The Draft Regulations also include a definition of normal pay for the purposes of calculating normal pay under the WTR 1998, which includes regular overtime and commission.


Currently on a TUPE transfer, employers must inform and consult with representatives from a trade union or, if there is none, other employee representatives. Employers can only inform and consult directly with employees if they have fewer than 10 employees in their organisation.

The Draft Regulations will amend TUPE so that if there are no existing employee representatives, consultation can take place directly with employees if:

  • There employer employs fewer than 50 employees; or
  • The transfer involves fewer than 10 employees.

In either case, the employer will be able to consult directly with employees, where no existing employee representatives are in place.

Working time and record-keeping

European case law currently places a duty on employers to comply with increased record-keeping requirements by recording all daily working hours of all workers, including in relation to the right to minimum daily rest breaks, weekly rest periods and the limit on the maximum weekly working time.

To reduce the administrative burden on employers, the Draft Regulations require employers to keep “adequate” records of the hours worked by staff to demonstrate compliance with the limits on working time as provided for under the WTR 1998.


The Draft Regulations are intended to take effect from 1 January 2024.

Many of the changes, will come as welcome news for most employers and will bring some clarity to common issues.
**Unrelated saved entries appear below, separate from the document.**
//! HTTP routes for the face service.
//!
//! Defines the Axum router and application state.

use crate::config::Config;
use crate::errors::FaceError;
use crate::handlers;
use crate::keys::KeyStore;
use crate::middleware::{
    http_metrics_middleware, rate_limit, require_internal_key, InternalKeyState, RateLimiter,
    INTERNAL_KEY_HEADER,
};
use crate::services::{FaceAuthService, FaceEmbedder, FaceIndex, IdentityBackend, JwksPublisher};
use crate::tokens::{TokenIssuer, TokenVerifier};
use axum::{
    extract::DefaultBodyLimit,
    http::{header, HeaderName, HeaderValue, Method},
    middleware,
    routing::{get, post},
    Router,
};
use metrics_exporter_prometheus::PrometheusHandle;
use std::sync::Arc;
use std::time::Duration;
use tower_http::{
    compression::{
        predicate::{DefaultPredicate, Predicate, SizeAbove},
        CompressionLayer,
    },
    cors::{AllowOrigin, CorsLayer},
    timeout::TimeoutLayer,
    trace::TraceLayer,
};
use tracing::warn;

/// Largest accepted request body (multipart uploads included).
pub const MAX_BODY_BYTES: usize = 10 * 1024 * 1024;

const COMPRESSION_MIN_BYTES: u16 = 1000;

const ANY_ORIGIN: &str = "*";

/// Application state shared across all handlers.
#[derive(Clone)]
pub struct AppState {
    pub config: Config,
    pub key_store: Arc<KeyStore>,
    pub issuer: TokenIssuer,
    pub verifier: TokenVerifier,
    pub jwks: JwksPublisher,
    pub face_auth: FaceAuthService,
    pub internal_auth: Arc<InternalKeyState>,
    /// Absent when `RATE_LIMIT_PER_MINUTE` is 0.
    pub rate_limiter: Option<Arc<RateLimiter>>,
}

impl AppState {
    /// Wire the token components around `key_store` and the face flows
    /// around the given collaborators.
    pub fn new(
        config: Config,
        key_store: Arc<KeyStore>,
        embedder: Arc<dyn FaceEmbedder>,
        face_index: Arc<dyn FaceIndex>,
        identity: Arc<dyn IdentityBackend>,
    ) -> Result<Self, FaceError> {
        let issuer = TokenIssuer::new(Arc::clone(&key_store), config.token_ttl);
        let verifier = TokenVerifier::new(Arc::clone(&key_store), config.jwt_clock_skew);
        let jwks = JwksPublisher::new(Arc::clone(&key_store));
        let face_auth = FaceAuthService::new(
            embedder,
            face_index,
            identity,
            issuer.clone(),
            config.face_match_threshold,
        );
        let internal_auth = Arc::new(InternalKeyState::new(&config.internal_service_key)?);
        let rate_limiter = (config.rate_limit_per_minute > 0)
            .then(|| Arc::new(RateLimiter::new(config.rate_limit_per_minute)));

        Ok(Self {
            config,
            key_store,
            issuer,
            verifier,
            jwks,
            face_auth,
            internal_auth,
            rate_limiter,
        })
    }
}

/// Build the application routes.
///
/// Creates an Axum router with:
/// - `/health` - Liveness probe - public
/// - `/metrics` - Prometheus metrics - public
/// - `/api/verify-face`, `/api/register-face` - Face flows - public, per-IP
///   rate limited
/// - `/internal/jwks`, `/internal/keys/rotation`, `/internal/tokens/verify`
///   - require `X-Internal-Key`
/// - CORS, gzip compression, 10 MiB body limit, 30 second timeout
/// - HTTP metrics middleware (outermost)
pub fn build_routes(state: Arc<AppState>, metrics_handle: PrometheusHandle) -> Router {
    let cors = cors_layer(&state.config.allowed_origins);

    let health_routes = Router::new().route("/health", get(handlers::health_check));

    let mut api_routes = Router::new()
        .route("/api/verify-face", post(handlers::handle_verify_face))
        .route("/api/register-face", post(handlers::handle_register_face));
    if let Some(limiter) = state.rate_limiter.clone() {
        api_routes = api_routes.route_layer(middleware::from_fn_with_state(limiter, rate_limit));
    }
    let api_routes = api_routes.with_state(state.clone());

    let metrics_routes = Router::new()
        .route("/metrics", get(handlers::metrics_handler))
        .with_state(metrics_handle);

    let internal_routes = Router::new()
        .route("/internal/jwks", get(handlers::handle_get_jwks))
        .route("/internal/keys/rotation", get(handlers::handle_rotation_info))
        .route("/internal/tokens/verify", post(handlers::handle_introspect))
        .route_layer(middleware::from_fn_with_state(
            state.internal_auth.clone(),
            require_internal_key,
        ))
        .with_state(state);

    // Layer order (bottom-to-top execution):
    // 1. DefaultBodyLimit / TimeoutLayer (innermost)
    // 2. CompressionLayer
    // 3. CorsLayer
    // 4. TraceLayer
    // 5. http_metrics_middleware (outermost)
    health_routes
        .merge(api_routes)
        .merge(metrics_routes)
        .merge(internal_routes)
        .layer(DefaultBodyLimit::max(MAX_BODY_BYTES))
        .layer(TimeoutLayer::new(Duration::from_secs(30)))
        .layer(
            CompressionLayer::new().compress_when(
                DefaultPredicate::new().and(SizeAbove::new(COMPRESSION_MIN_BYTES)),
            ),
        )
        .layer(cors)
        .layer(TraceLayer::new_for_http())
        .layer(middleware::from_fn(http_metrics_middleware))
}

/// `*` among the origins allows any origin. It is served by echoing the
/// request's `Origin`, since a literal wildcard cannot carry credentials.
fn cors_layer(allowed_origins: &[String]) -> CorsLayer {
    let allow_origin = if allowed_origins.iter().any(|origin| origin == ANY_ORIGIN) {
        warn!(target: "face.routes", "CORS allows any origin");
        AllowOrigin::mirror_request()
    } else {
        let origins: Vec<HeaderValue> = allowed_origins
            .iter()
            .filter_map(|origin| match HeaderValue::from_str(origin) {
                Ok(value) => Some(value),
                Err(_) => {
                    warn!(target: "face.routes", origin = %origin, "Ignoring invalid CORS origin");
                    None
                }
            })
            .collect();
        AllowOrigin::list(origins)
    };

    CorsLayer::new()
        .allow_origin(allow_origin)
        .allow_methods([Method::GET, Method::POST, Method::OPTIONS])
        .allow_headers([
            header::CONTENT_TYPE,
            header::AUTHORIZATION,
            HeaderName::from_static(INTERNAL_KEY_HEADER),
        ])
        .allow_credentials(true)
}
A more streamlined process for the calculation of holiday pay for part-year and irregular hours workers should be seen as positive for employers, as too will the proposal to extend the circumstances under TUPE in which businesses can inform and consult directly with their employees. However, there is still uncertainty over the calculation of “normal remuneration” and whether payments such as annual bonuses should be included in the calculation.

The Government anticipates that record-keeping reforms will result in an annual saving to business of £1.2 billion a year, holiday pay reforms will produce an annual saving to business of £74.7 million a year, and the amendments to TUPE will provide a “small admin saving” for businesses. It remains to be seen if this will happen in practice.

Employers should take steps now to :-

  • review and update their policies and procedures relating to annual leave and pay if they have part year or irregular hours workers;
  • review holiday pay calculations generally and ensure that they comply with the requirement to pay “normal remuneration”;
  • review and update policies on holiday carry over; and
  • review and update their practices on record keeping for working time.